Puisqu’il faut tout recycler, recyclons nos déchets d’actualité ! On retrouve des pépites dans la mémoire de notre quotidien des montres, par exemple cet instrument du temps ultra-technologique proposé voici quelques années par Rolex pour mesurer des vitesses extrêmes : rien n’y manquait, ni une fonction mémoire, ni un GPS, ni une batterie pour l’autonomie…


Autant le préciser tout de suite, ce « chronographe » avant-gardiste signé Rolex a totalement disparu des radars officiels de la marque [inutile d’en chercher la trace sur le site de presse officiel], mais on doit encore en trouver le dossier dans les innombrables tiroirs secrets de son service du patrimoine, où il n’est évidemment pas communicable. Comme dans toutes les bibliothèques qui se respectent, il y a un « enfer » de la documentation horlogère…

De toute façon, la communication officielle de Rolex avait toujours été très elliptique au sujet de cet instrument du temps, voire même un peu gênée aux entournures comme on va le voir ci-dessous. Rappelons les faits. Le 6 mai 2014, Business Montres (archives en accès libre) dévoile le projet « Rolex Bloodhound », une sorte de voiture-fusée de quatorze mètres de long, avec 135 000 chevaux sous le capot : il s’agissait pour Rolex de s’associer à un des derniers records de vitesse terrestre toujours pas battus – le mur des 1 000 miles à l’heure (1 609 km/h) à bord d’un véhicule terrestre à moteur. Business Montres avait repéré et suivi ce projet un peu fou dès le mois de décembre 2012, mais Rolex n’en était pas alors partenaire. Disons-le franchement : le projet était effectivement « un peu fou », et même beaucoup ! Tellement hors nomes, en fait, que son équipe de « merveilleux fous roulants sur leurs drôles de machines » (paraphrase d’un titre de film des années 1960) n’imaginait pas à quel point les difficultés technologiques et humaines allaient s’accumuler sous les roues de leur fusée, à tel point que la plupart des sponsors (dont Rolex) ont fini par se retirer de l’opération. Il était question de battre ce record mythique en 2015, puis en 2016. Il ne faut plus rien attendre du projet Bloodhound avant 2021, dans le meilleur des cas : ces infortunes répétées n’empêchent d’ailleurs pas de saluer la persévérance de ces pionniers et la résilience de leurs ambitions (un document Rolex de l’époque – à télécharger ICI – détaille tous les paramètres de cette aventure)…

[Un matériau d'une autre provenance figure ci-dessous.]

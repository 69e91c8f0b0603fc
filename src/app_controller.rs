use anyhow::Result;
use log::{debug, info};
use std::path::{Path, PathBuf};
use std::time::Instant;
use indicatif::{MultiProgress, ProgressBar, ProgressStyle};

use crate::app_config::Config;
use crate::cleaning_rules;
use crate::decision::{DecisionSource, TerminalDecisions};
use crate::extraction;
use crate::file_utils::FileManager;
use crate::staging::StagingArea;
use crate::stream_selector::{self, StreamSelection};
use crate::style_filter;
use crate::subtitle_document::SubtitleDocument;
use crate::sync;

// @module: Application controller for the subtitle pipeline

/// Main application controller driving the batch pipeline
pub struct Controller {
    // @field: App configuration
    config: Config,
}

impl Controller {
    /// Create a new controller for test purposes with default configuration
    pub fn new_for_test() -> Result<Self> {
        Self::with_config(Config::default())
    }

    // @method: Create a new controller with the given configuration
    pub fn with_config(config: Config) -> Result<Self> {
        Ok(Self { config })
    }

    /// Run the whole pipeline against a working directory, prompting the
    /// operator on the terminal for every decision
    pub async fn run(&self, working_dir: PathBuf, keep_artifacts: bool) -> Result<Vec<PathBuf>> {
        let mut decisions = TerminalDecisions::new();
        self.run_with_decisions(&working_dir, keep_artifacts, &mut decisions)
            .await
    }

    /// Run the whole pipeline with an injected decision source.
    ///
    /// Stages in order: discover pairs, probe streams, resolve selections,
    /// extract references, style-filter references, clean targets, sync
    /// each pair back into the working directory. Every intermediate file
    /// lives in a scoped staging area that is removed when the run ends,
    /// successfully or not, unless `keep_artifacts` is set.
    pub async fn run_with_decisions(
        &self,
        working_dir: &Path,
        keep_artifacts: bool,
        decisions: &mut dyn DecisionSource,
    ) -> Result<Vec<PathBuf>> {
        let start_time = Instant::now();

        if !working_dir.exists() {
            return Err(anyhow::anyhow!(
                "Working directory does not exist: {:?}",
                working_dir
            ));
        }

        let batch = FileManager::discover_batch(working_dir)?;
        info!(
            "Found {} video/subtitle pairs in {}",
            batch.videos.len(),
            working_dir.display()
        );

        // Probe every video, then resolve which track to pull from each
        let mut catalog = Vec::with_capacity(batch.videos.len());
        for video in &batch.videos {
            catalog.push(extraction::probe_subtitle_streams(&self.config, video).await?);
        }
        let selections = stream_selector::select_streams(&catalog, decisions)?;

        let multi_progress = MultiProgress::new();

        let mut extraction_staging = StagingArea::stage("subtitle_extraction")?;
        if keep_artifacts {
            extraction_staging.retain();
        }
        let extracted = self
            .extract_with_progress(&batch.videos, &selections, &extraction_staging, &multi_progress)
            .await?;

        let mut reference_staging = StagingArea::stage("cleaned_subtitles_")?;
        if keep_artifacts {
            reference_staging.retain();
        }
        let references =
            self.filter_reference_styles(&extracted, &reference_staging, decisions)?;

        let mut target_staging = StagingArea::stage("cleaned_subs_")?;
        if keep_artifacts {
            target_staging.retain();
        }
        let targets = self.clean_japanese_subtitles(&batch.subtitles, &target_staging, decisions)?;

        let outputs = self
            .sync_with_progress(&references, &targets, working_dir, &multi_progress)
            .await?;

        // Error paths are covered by each staging area's drop handler
        extraction_staging.cleanup()?;
        reference_staging.cleanup()?;
        target_staging.cleanup()?;

        info!(
            "Processing completed in {}.",
            Self::format_duration(start_time.elapsed())
        );
        Ok(outputs)
    }

    /// Extract the selected track of every video into the staging area
    async fn extract_with_progress(
        &self,
        videos: &[PathBuf],
        selections: &[StreamSelection],
        staging: &StagingArea,
        multi_progress: &MultiProgress,
    ) -> Result<Vec<PathBuf>> {
        let progress_bar = multi_progress.add(ProgressBar::new(videos.len() as u64));
        let template_result = ProgressStyle::default_bar()
            .template("{spinner:.green} [{elapsed_precise}] [{bar:40.cyan/blue}] {pos}/{len} tracks ({percent}%) {msg} {eta}")
            .or_else(|_| ProgressStyle::default_bar().template("{spinner} [{elapsed_precise}] [{bar:40}] {pos}/{len} ({percent}%) {msg}"))
            .unwrap_or_else(|_| ProgressStyle::default_bar());
        progress_bar.set_style(template_result.progress_chars("█▓▒░"));
        progress_bar.set_message("Extracting");

        let mut extracted = Vec::with_capacity(videos.len());
        for (video, selection) in videos.iter().zip(selections) {
            let track = extraction::extract_track(&self.config, video, selection, staging).await?;
            extracted.push(track);
            progress_bar.inc(1);
        }

        progress_bar.finish_with_message("Extraction complete");
        Ok(extracted)
    }

    /// Load the extracted references, resolve the style keep-set once for
    /// the whole batch, and save the filtered documents as ASS files
    fn filter_reference_styles(
        &self,
        extracted: &[PathBuf],
        staging: &StagingArea,
        decisions: &mut dyn DecisionSource,
    ) -> Result<Vec<PathBuf>> {
        let mut documents = Vec::with_capacity(extracted.len());
        for path in extracted {
            documents.push(SubtitleDocument::load(path)?);
        }

        let usages = style_filter::analyze_styles(&documents);
        let keep = style_filter::choose_styles_to_keep(&usages, decisions)?;
        debug!("Keeping styles: {:?}", keep);

        let mut cleaned_paths = Vec::with_capacity(documents.len());
        for (document, source) in documents.iter_mut().zip(extracted) {
            style_filter::apply_style_filter(document, &keep);

            let stem = source.file_stem().unwrap_or_default().to_string_lossy();
            let cleaned_path = staging.file(&format!("{}.ass", stem));
            document.save(&cleaned_path)?;
            info!("Saved cleaned subtitle to {}", cleaned_path.display());
            cleaned_paths.push(cleaned_path);
        }
        Ok(cleaned_paths)
    }

    /// Load the target subtitles, resolve the four cleaning decisions once
    /// for the whole batch, and save the cleaned documents under their
    /// original file names
    fn clean_japanese_subtitles(
        &self,
        targets: &[PathBuf],
        staging: &StagingArea,
        decisions: &mut dyn DecisionSource,
    ) -> Result<Vec<PathBuf>> {
        let mut documents = Vec::with_capacity(targets.len());
        for path in targets {
            documents.push(SubtitleDocument::load(path)?);
        }

        let resolved = cleaning_rules::clean_batch(&mut documents, decisions)?;
        debug!("Cleaning decisions: {:?}", resolved);

        let mut cleaned_paths = Vec::with_capacity(documents.len());
        for (document, source) in documents.iter().zip(targets) {
            let file_name = source
                .file_name()
                .map(|name| name.to_string_lossy().into_owned())
                .unwrap_or_else(|| "subtitle.srt".to_string());
            let cleaned_path = staging.file(&file_name);
            document.save(&cleaned_path)?;
            info!("Saving cleaned Japanese subtitle to {}", cleaned_path.display());
            cleaned_paths.push(cleaned_path);
        }

        info!("Finished cleaning Japanese subtitles.");
        Ok(cleaned_paths)
    }

    /// Sync every (reference, target) pair into the output directory
    async fn sync_with_progress(
        &self,
        references: &[PathBuf],
        targets: &[PathBuf],
        output_dir: &Path,
        multi_progress: &MultiProgress,
    ) -> Result<Vec<PathBuf>> {
        FileManager::ensure_dir(output_dir)?;

        let progress_bar = multi_progress.add(ProgressBar::new(references.len() as u64));
        let template_result = ProgressStyle::default_bar()
            .template("{spinner:.green} [{elapsed_precise}] [{bar:40.cyan/blue}] {pos}/{len} pairs ({percent}%) {msg} {eta}")
            .or_else(|_| ProgressStyle::default_bar().template("{spinner} [{elapsed_precise}] [{bar:40}] {pos}/{len} ({percent}%) {msg}"))
            .unwrap_or_else(|_| ProgressStyle::default_bar());
        progress_bar.set_style(template_result.progress_chars("█▓▒░"));
        progress_bar.set_message("Syncing");

        let mut outputs = Vec::with_capacity(references.len());
        for (reference, target) in references.iter().zip(targets) {
            let output = FileManager::sync_output_path(reference, target, output_dir);
            sync::sync_subtitle(&self.config, reference, target, &output).await?;
            outputs.push(output);
            progress_bar.inc(1);
        }

        progress_bar.finish_with_message("Sync complete");
        info!("Finished syncing subtitles.");
        Ok(outputs)
    }

    // Format duration in a human-readable format (HH:MM:SS)
    fn format_duration(duration: std::time::Duration) -> String {
        let total_seconds = duration.as_secs();
        let hours = total_seconds / 3600;
        let minutes = (total_seconds % 3600) / 60;
        let seconds = total_seconds % 60;

        if hours > 0 {
            format!("{}h {}m {}s", hours, minutes, seconds)
        } else if minutes > 0 {
            format!("{}m {}s", minutes, seconds)
        } else {
            format!("{}.{:03}s", seconds, duration.subsec_millis())
        }
    }
}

Lors de la publication de ce premier article, en mai 2014 [rappelons que Jean-Frédéric Dufour venait tout juste de débarquer comme CEO chez Rolex : tiens, c’était une autre révélation de Business Montres quelques semaines auparavant !], nous avions été intrigués par deux instruments de bord de cette fusée plus puissante qu’un pack de 180 bolides de F1 qui se lanceraient à fond tous ensemble. « Pour prétendre au record de vitesse, écrivions-nous, le véhicule doit être conduit et commandé par un pilote, sans pilotage automatique. Une extrême précision des instruments est donc de mise. La fusée Bloodhound est équipée d’une part d’écrans de surveillance affichant les paramètres électriques et hydrauliques, ainsi que les données relatives au démarrage des moteurs et aux systèmes de contrôle, d’autre part d’un compteur de vitesse et d’un chronographe. Conçus et fabriqués sur mesure par Rolex, ces deux instruments analogiques extrêmement fiables et précis fourniront à Andy Green [le pilote de l’époque] toutes les informations dont il aura besoin pour son exploit ». Toute la presse ayant repris nos informations, nous n’en savions guère plus que ce « compteur de vitesse avec fonction mémoire étalonné au-delà des 1 000 mph (1 609 km/h) »…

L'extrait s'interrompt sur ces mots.